<6・たべる。>

 シアの実はそのまま食べると、人間の口にはちょっと辛味が強すぎる。やや火を通して味をマイルドにするか、乾燥させてスパイスにして調味料のスパイスにする使い方が一般的だった。

 スライムであるチェルクはそのまま食べる方が好きなのかと考え、ジムは自分達の料理とは別に生の実も用意してテーブルに並べたのだが。チェルクは生の実よりも、自分達と同じピザやスパゲッティの方に興味を示したようだった。


「スライムって、人間と同じご飯食べてもいいの?」


 リーアが目をまんまるにして言う。彼の手にはワイン。しれっとお酒を持ち出してきたなこいつ、とジムはジト目になる。彼は酔っぱらうとかなりの色情魔になるので面倒くさいのだが。しかも今は美女の姿になっているし。


「お前、買ってきた本ちゃんと読んでないだろ」


 みんなの皿にピザを並べながらジムは言った。


「スライムは雑食で、肉も草も食べる。特にこいつは恐らく“ミズイロスライム”の子供だろうから、甘いのも辛いのも大好物だし人懐っこい。高級なペットとして貴族の一部は飼うらしい」

「へえ」

「ただ、野生のスライムに人間の食べ物を与えるのは厳禁で、食べ物欲しさに人間の弁当を奪っていったりするようになるのが問題なんだと。飼っているスライムなら大して問題にはならない。それと、基本的には人語を理解できるし喋れるはずなんだが……お前は喋れないっぽいな」

「きゅう……」


 ごめんなさい、というようにチェルクは頭を下げた。やはり、何かトラウマのようなものがあって喋れなくなっているのだろうか、と勘繰ってしまう。スライムの市場価格を調べたら目玉が飛び出すほどだった。よほどのことが無い限り、捨てられの森に段ボールに入れて捨てられるとは思えない。

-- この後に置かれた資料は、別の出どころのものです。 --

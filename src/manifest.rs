// SPDX-License-Identifier: MIT OR Apache-2.0
// Copyright (c) 2025 shipway contributors

//! Deployment manifest structures
//!
//! Defines the schema for shipway.yaml files: the service being promoted,
//! its two source trees, the build command templates, and the two
//! environment profiles.

use serde::{Deserialize, Serialize};
use std::collections::BTreeMap;
use std::path::Path;

use crate::errors::ShipwayError;
use crate::profile::{EnvironmentProfile, EnvironmentTag};

/// Deployment manifest from shipway.yaml
#[derive(Debug, Clone, Serialize, Deserialize)]
pub struct Manifest {
    /// Manifest version (for future compatibility)
    #[serde(default = "default_version")]
    pub version: String,

    /// Service name; also the pipeline name
    pub service: String,

    /// Stack name prefix; combined with the environment tag it names
    /// both the deployed stacks and the synthesized template files
    pub stack_prefix: String,

    /// The two checked-out source trees
    pub sources: Sources,

    /// Application build template (shared by both environments)
    pub build: BuildTemplate,

    /// Infra-synthesis build template
    #[serde(default)]
    pub synthesis: SynthesisTemplate,

    /// Per-environment profiles
    pub environments: Environments,
}

fn default_version() -> String {
    "1".to_string()
}

impl Manifest {
    /// Load a manifest from a YAML file
    pub fn from_file(path: &Path) -> Result<Self, ShipwayError> {
        let content = std::fs::read_to_string(path).map_err(|e| ShipwayError::FileRead {
            path: path.to_path_buf(),
            error: e.to_string(),
        })?;

        Self::from_yaml(&content)
    }

    /// Parse a manifest from a YAML string
    pub fn from_yaml(yaml: &str) -> Result<Self, ShipwayError> {
        serde_yaml::from_str(yaml).map_err(Into::into)
    }

    /// Serialize the manifest to YAML
    pub fn to_yaml(&self) -> Result<String, ShipwayError> {
        serde_yaml::to_string(self).map_err(Into::into)
    }

    /// The two environment profiles, tags attached by position
    pub fn profiles(&self) -> (EnvironmentProfile, EnvironmentProfile) {
        (
            self.environments
                .preproduction
                .to_profile(EnvironmentTag::Preproduction),
            self.environments
                .production
                .to_profile(EnvironmentTag::Production),
        )
    }

    /// A fully populated example manifest (used by tests and docs)
    pub fn example() -> Self {
        Self {
            version: default_version(),
            service: "polina-service".into(),
            stack_prefix: "PolinaServiceStack".into(),
            sources: Sources {
                application: SourceDescriptor {
                    owner: "TestLambdaProjectOrg".into(),
                    repo: "polina-service".into(),
                    branch: default_branch(),
                    connection: None,
                },
                infrastructure: SourceDescriptor {
                    owner: "TestLambdaProjectOrg".into(),
                    repo: "polina-service-devops".into(),
                    branch: default_branch(),
                    connection: None,
                },
            },
            build: BuildTemplate {
                base_directory: default_base_directory(),
                output_file: "handler".into(),
                install: vec!["go get ./...".into()],
                build: vec!["go build -o handler".into()],
            },
            synthesis: SynthesisTemplate::default(),
            environments: Environments {
                preproduction: ManifestProfile {
                    stack_name: "PolinaServiceStackPPD".into(),
                    endpoint: Some("https://ppd.example.com".into()),
                    variables: BTreeMap::new(),
                },
                production: ManifestProfile {
                    stack_name: "PolinaServiceStackPRD".into(),
                    endpoint: Some("https://prd.example.com".into()),
                    variables: BTreeMap::new(),
                },
            },
        }
    }
}

/// The two source trees feeding the pipeline
#[derive(Debug, Clone, Serialize, Deserialize)]
pub struct Sources {
    /// Application source (consumed by the per-environment builds)
    pub application: SourceDescriptor,

    /// Infrastructure-definition source (consumed by synthesis)
    pub infrastructure: SourceDescriptor,
}

/// Where a source tree is checked out from
#[derive(Debug, Clone, Serialize, Deserialize)]
pub struct SourceDescriptor {
    pub owner: String,
    pub repo: String,

    #[serde(default = "default_branch")]
    pub branch: String,

    /// Opaque handle to the source-control connection, if the execution
    /// environment needs one
    #[serde(default)]
    pub connection: Option<String>,
}

fn default_branch() -> String {
    "main".to_string()
}

/// Application build commands, shared by both environments
#[derive(Debug, Clone, Serialize, Deserialize)]
pub struct BuildTemplate {
    /// Directory the build runs in, relative to the source root
    #[serde(default = "default_base_directory")]
    pub base_directory: String,

    /// The single compiled output file the build must emit
    pub output_file: String,

    /// Install-phase commands
    #[serde(default)]
    pub install: Vec<String>,

    /// Build-phase commands
    pub build: Vec<String>,
}

fn default_base_directory() -> String {
    ".".to_string()
}

/// Infra-synthesis commands
#[derive(Debug, Clone, Serialize, Deserialize)]
pub struct SynthesisTemplate {
    /// Directory the synthesized templates land in
    #[serde(default = "default_synth_directory")]
    pub base_directory: String,

    #[serde(default = "default_synth_install")]
    pub install: Vec<String>,

    #[serde(default = "default_synth_build")]
    pub build: Vec<String>,
}

impl Default for SynthesisTemplate {
    fn default() -> Self {
        Self {
            base_directory: default_synth_directory(),
            install: default_synth_install(),
            build: default_synth_build(),
        }
    }
}

fn default_synth_directory() -> String {
    "dist".to_string()
}

fn default_synth_install() -> Vec<String> {
    vec!["npm install".to_string()]
}

fn default_synth_build() -> Vec<String> {
    vec![
        "npm run build".to_string(),
        "npm run synth -- -o dist".to_string(),
    ]
}

/// The two environment entries; tags come from position, not configuration
#[derive(Debug, Clone, Serialize, Deserialize)]
pub struct Environments {
    pub preproduction: ManifestProfile,
    pub production: ManifestProfile,
}

/// One environment as written in the manifest
#[derive(Debug, Clone, Serialize, Deserialize)]
pub struct ManifestProfile {
    pub stack_name: String,

    #[serde(default)]
    pub endpoint: Option<String>,

    #[serde(default)]
    pub variables: BTreeMap<String, String>,
}

impl ManifestProfile {
    fn to_profile(&self, tag: EnvironmentTag) -> EnvironmentProfile {
        EnvironmentProfile {
            tag,
            stack_name: self.stack_name.clone(),
            endpoint: self.endpoint.clone(),
            variables: self.variables.clone(),
        }
    }
}

#[cfg(test)]
mod tests {
    use super::*;

    #[test]
    fn test_parse_minimal_manifest() {
        let yaml = r#"
service: "widget-api"
stack_prefix: "WidgetStack"
sources:
  application:
    owner: acme
    repo: widget-api
  infrastructure:
    owner: acme
    repo: widget-api-infra
build:
  output_file: widget
  build:
    - "go build -o widget"
environments:
  preproduction:
    stack_name: "WidgetStackPPD"
  production:
    stack_name: "WidgetStackPRD"
"#;

        let manifest = Manifest::from_yaml(yaml).unwrap();
        assert_eq!(manifest.service, "widget-api");
        assert_eq!(manifest.sources.application.branch, "main");
        assert_eq!(manifest.build.base_directory, ".");
        assert_eq!(manifest.synthesis.base_directory, "dist");

        let (ppd, prd) = manifest.profiles();
        assert_eq!(ppd.tag, EnvironmentTag::Preproduction);
        assert_eq!(ppd.stack_name, "WidgetStackPPD");
        assert_eq!(prd.tag, EnvironmentTag::Production);
    }

    #[test]
    fn test_round_trip_yaml() {
        let manifest = Manifest::example();
        let yaml = manifest.to_yaml().unwrap();
        let parsed = Manifest::from_yaml(&yaml).unwrap();

        assert_eq!(parsed.service, manifest.service);
        assert_eq!(parsed.stack_prefix, manifest.stack_prefix);
        assert_eq!(
            parsed.environments.production.stack_name,
            manifest.environments.production.stack_name
        );
    }

    #[test]
    fn test_from_file() {
        let dir = tempfile::tempdir().unwrap();
        let path = dir.path().join("shipway.yaml");
        std::fs::write(&path, Manifest::example().to_yaml().unwrap()).unwrap();

        let manifest = Manifest::from_file(&path).unwrap();
        assert_eq!(manifest.service, "polina-service");
    }

    #[test]
    fn test_missing_file_is_read_error() {
        let result = Manifest::from_file(Path::new("/nonexistent/shipway.yaml"));
        assert!(matches!(result, Err(ShipwayError::FileRead { .. })));
    }
}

 精神的外傷で失声症になるというのはモンスターにもありうることだとジムは知っていた。そういえば文字は書けるのだろうか。後でそれも試してみることにしようと心に決める。


「とりあえず、飯だ飯!チェルクも遠慮せずに食べろよ。ただしリーアは酒を遠慮しろ、以上!」

「えええ、まだ五杯しか飲んでないのに」

「もう五杯!?」


 とりあえずこれもお約束、とリーアの後頭部をはたいたジムである。

 結局恐れていた通りリーアが脱ぎ始めて色仕掛けを開始し、ゴラルが真っ赤になって倒れるという騒ぎが起きて、食事を純粋に楽しむどころではなくなってしまったのだが――まあそれはそれである。




 ***




 三人でのルームシェアを始めてから、なんだかんだと既に十年が過ぎている。当時、リーアもゴラルもまだ少年(モンスターだから少年という表現が的確かもわからないが)だったと思うと、なんだか感慨深いところがある。

 彼等はほぼ同時期に捨てられていた。ジムが捨てられの森の入口で途方に暮れていた彼等を拾って、長老の許可の元この家で育てることになったのである。いわば、ジムが彼等の親代わりのようなものだった。

 そのジムにも、親となって育ててくれた住人達がいる。長老にも随分世話になった。彼等がいなければ、自分が誰かの親代わりになって子育てをするなんてことはできなかったことだろう。誰かがくれた優しい気持ちは、ちゃんと次の仲間に引き継いでいくことができる。自分の血が繋がった子供でなくても関係ない。だからジムも、教わったことを誰かに繋いでいきたいと思うし、そういう血に依らない絆を教えてくれたこの町をどこまでも貴いものだと思っているのである。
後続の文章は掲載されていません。